■ Required action:
Would you go through the records below and copy each line with the string "RenameKey"?

[Items from a dataset]
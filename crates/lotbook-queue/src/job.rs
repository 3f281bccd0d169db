//! Propagation job payloads
//!
//! A job is a name plus ordered arguments. The serde tag keeps the wire
//! shape stable (`{"job": "rename_key", ...}`) for any broker that carries
//! JSON payloads.

use serde::{Deserialize, Serialize};

/// A unit of schema-propagation work
#[derive(Clone, Debug, PartialEq, Eq, Serialize, Deserialize)]
#[serde(tag = "job", rename_all = "snake_case")]
pub enum Job {
    /// Add `key` (null-valued) to every item document in the category
    AddKeyForCategory { category_id: i64, key: String },
    /// Move the value under `old_key` to `new_key` in every document of the
    /// scoped categories
    RenameKey {
        old_key: String,
        new_key: String,
        category_ids: Vec<i64>,
    },
    /// Drop `key` from every document of the scoped categories
    RemoveKey {
        key: String,
        category_ids: Vec<i64>,
    },
}

impl Job {
    /// Stable job name, usable as a broker routing key
    pub fn name(&self) -> &'static str {
        match self {
            Job::AddKeyForCategory { .. } => "add_key_for_category",
            Job::RenameKey { .. } => "rename_key",
            Job::RemoveKey { .. } => "remove_key",
        }
    }

    /// Human-readable scope description for terminal-failure logs
    pub fn describe(&self) -> String {
        match self {
            Job::AddKeyForCategory { category_id, key } => {
                format!("add key '{}' for category {}", key, category_id)
            }
            Job::RenameKey {
                old_key,
                new_key,
                category_ids,
            } => format!(
                "rename key '{}' -> '{}' in categories {:?}",
                old_key, new_key, category_ids
            ),
            Job::RemoveKey { key, category_ids } => {
                format!("remove key '{}' in categories {:?}", key, category_ids)
            }
        }
    }
}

■ Reply to the exercise:
    RenameKey {
            Job::RenameKey { .. } => "rename_key",
            Job::RenameKey {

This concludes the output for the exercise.